EXERCISE AIM:
Return the records in full, with every character preserved.

(Beginning of TASK DATA)

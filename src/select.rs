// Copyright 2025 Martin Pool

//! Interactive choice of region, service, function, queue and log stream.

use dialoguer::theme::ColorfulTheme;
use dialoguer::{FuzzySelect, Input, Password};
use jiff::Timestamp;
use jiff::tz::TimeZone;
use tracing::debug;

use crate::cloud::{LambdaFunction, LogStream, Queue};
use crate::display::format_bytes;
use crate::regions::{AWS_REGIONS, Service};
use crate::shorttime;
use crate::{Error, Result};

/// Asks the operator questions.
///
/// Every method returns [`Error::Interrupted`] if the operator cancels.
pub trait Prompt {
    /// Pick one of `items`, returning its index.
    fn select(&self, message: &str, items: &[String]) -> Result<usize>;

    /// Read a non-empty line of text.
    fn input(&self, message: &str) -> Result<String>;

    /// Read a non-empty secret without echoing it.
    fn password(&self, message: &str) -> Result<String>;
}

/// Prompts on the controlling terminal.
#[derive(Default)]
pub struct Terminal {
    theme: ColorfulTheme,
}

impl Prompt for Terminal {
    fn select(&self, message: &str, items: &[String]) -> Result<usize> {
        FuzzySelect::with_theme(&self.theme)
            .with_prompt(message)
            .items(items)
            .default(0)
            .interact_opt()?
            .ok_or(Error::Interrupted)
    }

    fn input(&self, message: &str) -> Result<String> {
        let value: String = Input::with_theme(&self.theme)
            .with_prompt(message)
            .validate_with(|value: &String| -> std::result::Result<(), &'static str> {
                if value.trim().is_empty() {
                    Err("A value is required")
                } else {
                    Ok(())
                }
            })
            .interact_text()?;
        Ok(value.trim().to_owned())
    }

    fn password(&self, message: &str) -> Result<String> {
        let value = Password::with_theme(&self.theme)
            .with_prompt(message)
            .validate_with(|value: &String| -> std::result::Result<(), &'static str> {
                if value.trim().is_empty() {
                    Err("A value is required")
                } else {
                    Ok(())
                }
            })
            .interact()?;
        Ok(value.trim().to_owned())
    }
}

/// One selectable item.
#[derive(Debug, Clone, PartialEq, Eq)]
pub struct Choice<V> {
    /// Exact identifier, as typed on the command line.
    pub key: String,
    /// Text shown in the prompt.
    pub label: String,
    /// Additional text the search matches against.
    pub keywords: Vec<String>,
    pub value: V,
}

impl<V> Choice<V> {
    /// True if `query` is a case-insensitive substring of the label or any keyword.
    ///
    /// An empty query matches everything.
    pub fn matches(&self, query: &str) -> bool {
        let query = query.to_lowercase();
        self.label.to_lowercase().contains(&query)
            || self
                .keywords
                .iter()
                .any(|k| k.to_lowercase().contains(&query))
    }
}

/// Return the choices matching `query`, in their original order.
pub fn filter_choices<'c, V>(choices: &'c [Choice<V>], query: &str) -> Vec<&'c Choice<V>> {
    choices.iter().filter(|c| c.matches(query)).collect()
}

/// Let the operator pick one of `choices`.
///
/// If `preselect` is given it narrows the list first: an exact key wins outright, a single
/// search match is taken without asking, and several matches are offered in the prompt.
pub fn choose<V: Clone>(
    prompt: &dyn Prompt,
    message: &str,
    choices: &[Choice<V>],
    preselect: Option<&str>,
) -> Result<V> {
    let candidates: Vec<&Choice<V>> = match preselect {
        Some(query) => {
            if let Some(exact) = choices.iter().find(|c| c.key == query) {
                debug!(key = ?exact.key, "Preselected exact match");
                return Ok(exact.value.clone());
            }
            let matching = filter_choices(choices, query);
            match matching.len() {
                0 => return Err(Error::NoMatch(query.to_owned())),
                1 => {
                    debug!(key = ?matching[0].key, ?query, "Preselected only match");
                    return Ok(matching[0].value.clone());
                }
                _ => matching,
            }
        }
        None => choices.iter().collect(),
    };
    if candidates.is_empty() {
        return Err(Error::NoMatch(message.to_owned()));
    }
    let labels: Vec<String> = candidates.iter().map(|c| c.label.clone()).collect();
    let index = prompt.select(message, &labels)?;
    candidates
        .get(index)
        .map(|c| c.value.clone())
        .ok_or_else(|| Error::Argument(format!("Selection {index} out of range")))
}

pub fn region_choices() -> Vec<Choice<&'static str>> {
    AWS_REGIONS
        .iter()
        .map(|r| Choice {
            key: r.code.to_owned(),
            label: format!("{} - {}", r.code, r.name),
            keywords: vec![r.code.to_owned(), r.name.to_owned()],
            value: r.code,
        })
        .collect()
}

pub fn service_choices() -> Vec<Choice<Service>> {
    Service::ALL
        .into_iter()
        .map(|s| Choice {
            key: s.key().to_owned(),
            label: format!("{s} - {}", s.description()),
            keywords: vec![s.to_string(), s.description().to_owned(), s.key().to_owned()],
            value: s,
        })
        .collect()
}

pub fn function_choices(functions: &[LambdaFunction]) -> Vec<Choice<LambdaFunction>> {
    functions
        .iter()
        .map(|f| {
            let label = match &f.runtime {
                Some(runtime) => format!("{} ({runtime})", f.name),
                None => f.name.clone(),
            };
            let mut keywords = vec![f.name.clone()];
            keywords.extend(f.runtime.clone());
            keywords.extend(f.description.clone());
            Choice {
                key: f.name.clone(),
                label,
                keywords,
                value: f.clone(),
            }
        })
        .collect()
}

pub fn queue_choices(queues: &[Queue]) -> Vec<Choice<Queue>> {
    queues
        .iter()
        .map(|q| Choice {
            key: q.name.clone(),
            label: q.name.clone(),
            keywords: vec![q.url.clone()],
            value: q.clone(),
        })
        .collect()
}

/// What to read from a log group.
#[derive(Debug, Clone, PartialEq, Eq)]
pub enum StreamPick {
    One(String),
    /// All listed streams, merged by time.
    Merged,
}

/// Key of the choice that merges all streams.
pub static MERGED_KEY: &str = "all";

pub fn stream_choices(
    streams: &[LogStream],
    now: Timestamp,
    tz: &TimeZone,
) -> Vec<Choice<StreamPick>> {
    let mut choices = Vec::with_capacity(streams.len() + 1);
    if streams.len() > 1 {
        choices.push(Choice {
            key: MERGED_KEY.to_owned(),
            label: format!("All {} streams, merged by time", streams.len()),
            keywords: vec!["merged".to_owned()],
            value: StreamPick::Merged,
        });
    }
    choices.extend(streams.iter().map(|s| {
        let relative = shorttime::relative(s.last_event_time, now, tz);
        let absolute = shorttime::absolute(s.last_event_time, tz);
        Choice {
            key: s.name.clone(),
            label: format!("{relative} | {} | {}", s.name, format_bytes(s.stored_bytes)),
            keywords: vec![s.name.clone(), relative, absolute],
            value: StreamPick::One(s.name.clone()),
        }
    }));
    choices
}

(End of TASK DATA)

TASK ANSWER:
filename src/select.rs
// Copyright 2025 Martin Pool

//! Interactive choice of region, service, function, queue and log stream.

use dialoguer::theme::ColorfulTheme;
use dialoguer::{FuzzySelect, Input, Password};
use jiff::Timestamp;
use jiff::tz::TimeZone;
use tracing::debug;

use crate::cloud::{LambdaFunction, LogStream, Queue};
use crate::display::format_bytes;
use crate::regions::{AWS_REGIONS, Service};
use crate::shorttime;
use crate::{Error, Result};

/// Asks the operator questions.
///
/// Every method returns [`Error::Interrupted`] if the operator cancels.
pub trait Prompt {
    /// Pick one of `items`, returning its index.
    fn select(&self, message: &str, items: &[String]) -> Result<usize>;

    /// Read a non-empty line of text.
    fn input(&self, message: &str) -> Result<String>;

    /// Read a non-empty secret without echoing it.
    fn password(&self, message: &str) -> Result<String>;
}

/// Prompts on the controlling terminal.
#[derive(Default)]
pub struct Terminal {
    theme: ColorfulTheme,
}

impl Prompt for Terminal {
    fn select(&self, message: &str, items: &[String]) -> Result<usize> {
        FuzzySelect::with_theme(&self.theme)
            .with_prompt(message)
            .items(items)
            .default(0)
            .interact_opt()?
            .ok_or(Error::Interrupted)
    }

    fn input(&self, message: &str) -> Result<String> {
        let value: String = Input::with_theme(&self.theme)
            .with_prompt(message)
            .validate_with(|value: &String| -> std::result::Result<(), &'static str> {
                if value.trim().is_empty() {
                    Err("A value is required")
                } else {
                    Ok(())
                }
            })
            .interact_text()?;
        Ok(value.trim().to_owned())
    }

    fn password(&self, message: &str) -> Result<String> {
        let value = Password::with_theme(&self.theme)
            .with_prompt(message)
            .validate_with(|value: &String| -> std::result::Result<(), &'static str> {
                if value.trim().is_empty() {
                    Err("A value is required")
                } else {
                    Ok(())
                }
            })
            .interact()?;
        Ok(value.trim().to_owned())
    }
}

/// One selectable item.
#[derive(Debug, Clone, PartialEq, Eq)]
pub struct Choice<V> {
    /// Exact identifier, as typed on the command line.
    pub key: String,
    /// Text shown in the prompt.
    pub label: String,
    /// Additional text the search matches against.
    pub keywords: Vec<String>,
    pub value: V,
}

impl<V> Choice<V> {
    /// True if `query` is a case-insensitive substring of the label or any keyword.
    ///
    /// An empty query matches everything.
    pub fn matches(&self, query: &str) -> bool {
        let query = query.to_lowercase();
        self.label.to_lowercase().contains(&query)
            || self
                .keywords
                .iter()
                .any(|k| k.to_lowercase().contains(&query))
    }
}

/// Return the choices matching `query`, in their original order.
pub fn filter_choices<'c, V>(choices: &'c [Choice<V>], query: &str) -> Vec<&'c Choice<V>> {
    choices.iter().filter(|c| c.matches(query)).collect()
}

/// Let the operator pick one of `choices`.
///
/// If `preselect` is given it narrows the list first: an exact key wins outright, a single
/// search match is taken without asking, and several matches are offered in the prompt.
pub fn choose<V: Clone>(
    prompt: &dyn Prompt,
    message: &str,
    choices: &[Choice<V>],
    preselect: Option<&str>,
) -> Result<V> {
    let candidates: Vec<&Choice<V>> = match preselect {
        Some(query) => {
            if let Some(exact) = choices.iter().find(|c| c.key == query) {
                debug!(key = ?exact.key, "Preselected exact match");
                return Ok(exact.value.clone());
            }
            let matching = filter_choices(choices, query);
            match matching.len() {
                0 => return Err(Error::NoMatch(query.to_owned())),
                1 => {
                    debug!(key = ?matching[0].key, ?query, "Preselected only match");
                    return Ok(matching[0].value.clone());
                }
                _ => matching,
            }
        }
        None => choices.iter().collect(),
    };
    if candidates.is_empty() {
        return Err(Error::NoMatch(message.to_owned()));
    }
    let labels: Vec<String> = candidates.iter().map(|c| c.label.clone()).collect();
    let index = prompt.select(message, &labels)?;
    candidates
        .get(index)
        .map(|c| c.value.clone())
        .ok_or_else(|| Error::Argument(format!("Selection {index} out of range")))
}

pub fn region_choices() -> Vec<Choice<&'static str>> {
    AWS_REGIONS
        .iter()
        .map(|r| Choice {
            key: r.code.to_owned(),
            label: format!("{} - {}", r.code, r.name),
            keywords: vec![r.code.to_owned(), r.name.to_owned()],
            value: r.code,
        })
        .collect()
}

pub fn service_choices() -> Vec<Choice<Service>> {
    Service::ALL
        .into_iter()
        .map(|s| Choice {
            key: s.key().to_owned(),
            label: format!("{s} - {}", s.description()),
            keywords: vec![s.to_string(), s.description().to_owned(), s.key().to_owned()],
            value: s,
        })
        .collect()
}

pub fn function_choices(functions: &[LambdaFunction]) -> Vec<Choice<LambdaFunction>> {
    functions
        .iter()
        .map(|f| {
            let label = match &f.runtime {
                Some(runtime) => format!("{} ({runtime})", f.name),
                None => f.name.clone(),
            };
            let mut keywords = vec![f.name.clone()];
            keywords.extend(f.runtime.clone());
            keywords.extend(f.description.clone());
            Choice {
                key: f.name.clone(),
                label,
                keywords,
                value: f.clone(),
            }
        })
        .collect()
}

pub fn queue_choices(queues: &[Queue]) -> Vec<Choice<Queue>> {
    queues
        .iter()
        .map(|q| Choice {
            key: q.name.clone(),
            label: q.name.clone(),
            keywords: vec![q.url.clone()],
            value: q.clone(),
        })
        .collect()
}

/// What to read from a log group.
#[derive(Debug, Clone, PartialEq, Eq)]
pub enum StreamPick {
    One(String),
    /// All listed streams, merged by time.
    Merged,
}

/// Key of the choice that merges all streams.
pub static MERGED_KEY: &str = "all";

pub fn stream_choices(
    streams: &[LogStream],
    now: Timestamp,
    tz: &TimeZone,
) -> Vec<Choice<StreamPick>> {
    let mut choices = Vec::with_capacity(streams.len() + 1);
    if streams.len() > 1 {
        choices.push(Choice {
            key: MERGED_KEY.to_owned(),
            label: format!("All {} streams, merged by time", streams.len()),
            keywords: vec!["merged".to_owned()],
            value: StreamPick::Merged,
        });
    }
    choices.extend(streams.iter().map(|s| {
        let relative = shorttime::relative(s.last_event_time, now, tz);
        let absolute = shorttime::absolute(s.last_event_time, tz);
        Choice {
            key: s.name.clone(),
            label: format!("{relative} | {} | {}", s.name, format_bytes(s.stored_bytes)),
            keywords: vec![s.name.clone(), relative, absolute],
            value: StreamPick::One(s.name.clone()),
        }
    }));
    choices
}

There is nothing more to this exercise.